Appr. walking time: 8 hours, walking distance: 19 km (11,8 miles), elevation gain of approx. 950 m (3,116 ft) ascent and descent.
Day 3: Hike to “Los Cuernos”
Meals: Breakfast, Lunch & Dinner
Today, you hike along Nordenskjöld Lake to the wonderful Refugio Los Cuernos, close to the lake and the montes “Cuernos”. Passing Monte Almirante Nieto (2,640 m / 8,660 ft), you can probably watch condors circling in the sky. Overnight: in the “Refugio Los Cuernos” or “Refugio Frances” in shared bedrooms and shared bathrooms.
Note: If the lodges (refugios) are fully booked, you will spend the night in 2-person-tents.
Appr. walking time: 4-5 hours, walking distance: 11,5 km (7,1 miles), elevation gain of approx. 250 m (820 ft) ascent and descent.
Day 4: Hike to the French Valley
Meals: Breakfast, Lunch & Dinner
In the morning you head towards the French valley and its viewpoint “Mirador” where you gain deep insight into the mountains. With a bit of luck, you may witness ice cracking off the Paine Grande (3,050 m / 10,000 ft) sounding like a roaring thunder. Subsequently you walk along the splendid Lago Skottsberg to the emerald green Lago Pehoe. Overnight: in the “Lodge Paine Grande” in shared bedrooms and shared bathrooms.

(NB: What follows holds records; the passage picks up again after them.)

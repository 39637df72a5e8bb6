use serde::{Deserialize, Serialize};
use serde_json::Value;

/// Type aliases for consistency
///
/// NOTE: These aliases are provided for backward compatibility and ergonomics.
/// ToolCall is an alias for ToolCallRequest - use ToolCallRequest for clarity in new code.
/// ToolResult is an alias for ToolCallResponse - use ToolCallResponse for clarity in new code.
///
/// # Examples
/// ```
/// use ultrafast_mcp_core::types::{ToolCall, ToolResult};
/// use ultrafast_mcp_core::types::tools::{ToolCallRequest, ToolCallResponse};
///
/// // Preferred: Use the full type names
/// let request = ToolCallRequest { name: "my_tool".to_string(), arguments: None };
/// let response = ToolCallResponse { content: vec![], is_error: None };
///
/// // Legacy: Using aliases (still works but less clear)
/// let request: ToolCall = ToolCallRequest { name: "my_tool".to_string(), arguments: None };
/// let response: ToolResult = ToolCallResponse { content: vec![], is_error: None };
/// ```
pub type ToolCall = ToolCallRequest;
pub type ToolResult = ToolCallResponse;

/// Tool annotations provide metadata about tool behavior
#[derive(Debug, Clone, Serialize, Deserialize, Default)]
pub struct ToolAnnotations {
    /// Human-readable title for the tool, useful for UI display
    #[serde(skip_serializing_if = "Option::is_none")]
    pub title: Option<String>,

    /// If true, indicates the tool does not modify its environment
    #[serde(rename = "readOnlyHint", skip_serializing_if = "Option::is_none")]
    pub read_only_hint: Option<bool>,

    /// If true, the tool may perform destructive updates (only meaningful when readOnlyHint is false)
    #[serde(rename = "destructiveHint", skip_serializing_if = "Option::is_none")]
    pub destructive_hint: Option<bool>,

    /// If true, calling the tool repeatedly with the same arguments has no additional effect (only meaningful when readOnlyHint is false)
    #[serde(rename = "idempotentHint", skip_serializing_if = "Option::is_none")]
    pub idempotent_hint: Option<bool>,

    /// If true, the tool may interact with an "open world" of external entities
    #[serde(rename = "openWorldHint", skip_serializing_if = "Option::is_none")]
    pub open_world_hint: Option<bool>,
}

impl ToolAnnotations {
    /// Create a new read-only tool annotation
    pub fn read_only() -> Self {
        Self {
            title: None,
            read_only_hint: Some(true),
            destructive_hint: None,
            idempotent_hint: None,
            open_world_hint: None,
        }
    }

    /// Create a new destructive tool annotation
    pub fn destructive() -> Self {
        Self {
            title: None,
            read_only_hint: Some(false),
            destructive_hint: Some(true),
            idempotent_hint: None,
            open_world_hint: None,
        }
    }

    /// Create a new idempotent tool annotation
    pub fn idempotent() -> Self {
        Self {
            title: None,
            read_only_hint: Some(false),
            destructive_hint: None,
            idempotent_hint: Some(true),
            open_world_hint: None,
        }
    }

    /// Create a new open-world tool annotation
    pub fn open_world() -> Self {
        Self {
            title: None,
            read_only_hint: None,
            destructive_hint: None,
            idempotent_hint: None,
            open_world_hint: Some(true),
        }
    }

    /// Set the title
    pub fn with_title(mut self, title: String) -> Self {
        self.title = Some(title);
        self
    }

    /// Set read-only hint
    pub fn with_read_only_hint(mut self, read_only: bool) -> Self {
        self.read_only_hint = Some(read_only);
        self
    }

    /// Set destructive hint
    pub fn with_destructive_hint(mut self, destructive: bool) -> Self {
        self.destructive_hint = Some(destructive);
        self
    }

    /// Set idempotent hint
    pub fn with_idempotent_hint(mut self, idempotent: bool) -> Self {
        self.idempotent_hint = Some(idempotent);
        self
    }

    /// Set open-world hint
    pub fn with_open_world_hint(mut self, open_world: bool) -> Self {
        self.open_world_hint = Some(open_world);
        self
    }
}

/// Tool definition
#[derive(Debug, Clone, Serialize, Deserialize)]
pub struct Tool {
    /// Tool name (unique identifier)
    pub name: String,

    /// Human-readable description
    pub description: String,

    /// JSON Schema for input parameters
    #[serde(rename = "inputSchema")]
    pub input_schema: Value,

    /// Optional JSON Schema for output
    #[serde(rename = "outputSchema", skip_serializing_if = "Option::is_none")]
    pub output_schema: Option<Value>,

    /// Optional tool annotations for behavior hints
    #[serde(skip_serializing_if = "Option::is_none")]
    pub annotations: Option<ToolAnnotations>,
}

/// Tool call request
#[derive(Debug, Clone, Serialize, Deserialize)]
pub struct ToolCallRequest {
    /// Tool name to call
    pub name: String,

    /// Arguments to pass to the tool
    #[serde(skip_serializing_if = "Option::is_none")]
    pub arguments: Option<Value>,
}

/// Tool call response
#[derive(Debug, Clone, Serialize, Deserialize)]
pub struct ToolCallResponse {
    /// Tool execution result, as the same polymorphic content blocks used by
    /// prompt messages and sampling results (see [`crate::types::content::ContentBlock`]).
    pub content: Vec<crate::types::content::ContentBlock>,

    /// Whether the tool execution was cancelled
    #[serde(rename = "isError", skip_serializing_if = "Option::is_none")]
    pub is_error: Option<bool>,
}

/// Reference to a resource
#[derive(Debug, Clone, Serialize, Deserialize)]
pub struct ResourceReference {
    /// Resource URI
    pub uri: String,

    /// Optional description
    #[serde(skip_serializing_if = "Option::is_none")]
    pub description: Option<String>,
}

/// List tools request
#[derive(Debug, Clone, Serialize, Deserialize, Default)]
pub struct ListToolsRequest {
    /// Optional cursor for pagination
    #[serde(skip_serializing_if = "Option::is_none")]
    pub cursor: Option<String>,
}

/// List tools response
#[derive(Debug, Clone, Serialize, Deserialize)]
pub struct ListToolsResponse {
    /// Available tools
    pub tools: Vec<Tool>,

    /// Next cursor for pagination
    #[serde(rename = "nextCursor", skip_serializing_if = "Option::is_none")]
    pub next_cursor: Option<String>,
}

impl Tool {
    pub fn new(name: String, description: String, input_schema: Value) -> Self {
        Self {
            name,
            description,
            input_schema,
            output_schema: None,
            annotations: None,
        }
    }

    pub fn with_output_schema(mut self, schema: Value) -> Self {
        self.output_schema = Some(schema);
        self
    }

    pub fn with_annotations(mut self, annotations: ToolAnnotations) -> Self {
        self.annotations = Some(annotations);
        self
    }

    pub fn with_read_only_annotation(mut self) -> Self {
        self.annotations = Some(ToolAnnotations::read_only());
        self
    }

    pub fn with_destructive_annotation(mut self) -> Self {
        self.annotations = Some(ToolAnnotations::destructive());
        self
    }

    pub fn with_idempotent_annotation(mut self) -> Self {
        self.annotations = Some(ToolAnnotations::idempotent());
        self
    }

    pub fn with_open_world_annotation(mut self) -> Self {
        self.annotations = Some(ToolAnnotations::open_world());
        self
    }

    /// Validate the tool definition
    pub fn validate(&self) -> Result<(), crate::error::ToolError> {
        // Validate name
        if self.name.is_empty() {
            return Err(crate::error::ToolError::InvalidInput(
                "Tool name cannot be empty".to_string(),
            ));
        }

        // Check for reserved names
        if self.name.starts_with("rpc.") {
            return Err(crate::error::ToolError::InvalidInput(format!(
                "Tool name '{}' is reserved",
                self.name
            )));
        }

        // Validate name format (alphanumeric, hyphens, underscores only)
        if !self
            .name
            .chars()
            .all(|c| c.is_alphanumeric() || c == '-' || c == '_')
        {
            return Err(crate::error::ToolError::InvalidInput(
                "Tool name can only contain alphanumeric characters, hyphens, and underscores"
                    .to_string(),
            ));
        }

        // Validate description
        if self.description.is_empty() {
            return Err(crate::error::ToolError::InvalidInput(
                "Tool description cannot be empty".to_string(),
            ));
        }

        // Validate input schema
        if !self.input_schema.is_object() {
            return Err(crate::error::ToolError::InvalidInput(
                "Input schema must be a JSON object".to_string(),
            ));
        }

        // Validate output schema if present
        if let Some(ref output_schema) = self.output_schema {
            if !output_schema.is_object() {
                return Err(crate::error::ToolError::InvalidInput(
                    "Output schema must be a JSON object".to_string(),
                ));
            }
        }

        Ok(())
    }

    /// Validate tool call arguments against input schema
    pub fn validate_arguments(&self, arguments: &Value) -> Result<(), crate::error::ToolError> {
        use crate::schema::validation::validate_against_schema;

        validate_against_schema(arguments, &self.input_schema).map_err(|e| {
            crate::error::ToolError::SchemaValidation(format!(
                "Tool argument validation failed: {e}"
            ))
        })
    }
}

Note: If the lodges (refugios) are fully booked, you will spend the night in 2-person-tents.
Appr. walking time: 6-7 hours, walking distance: 17 km (10,5 miles), elevation gain of approx. 600 m (1,970 ft) ascent and descent.
Day 5: Hike to the Grey Glacier Lookout – Puerto Natales
Meals: Breakfast & Lunch
Today you walk along the Black Lagoon (Laguna Negra) and the Path of Winds (Camino del Viento) to your viewpoint on the Grey Glacier. Depending on the weather and season you will come across various birds and plants. You hike back to the Lodge Paine Grande, cross the beautiful Pehoe-Lake with a catamaran (approx. 30 min) and take the regular bus back to Puerto Natales and say goodbye to our local trekking-guide.
Overnight: Hotel in Puerto Natales in double room with private bathroom.
Appr. walking time: 4-5 hours, walking distance: 12 km (7,5 miles), elevation gain of approx. 350 m (1,150 ft) ascent and descent.
Day 6: Puerto Natales – Drop off
Meals: Breakfast
After breakfast, a private transfer will take you to the Puerto Natales bus station or airport (without a guide).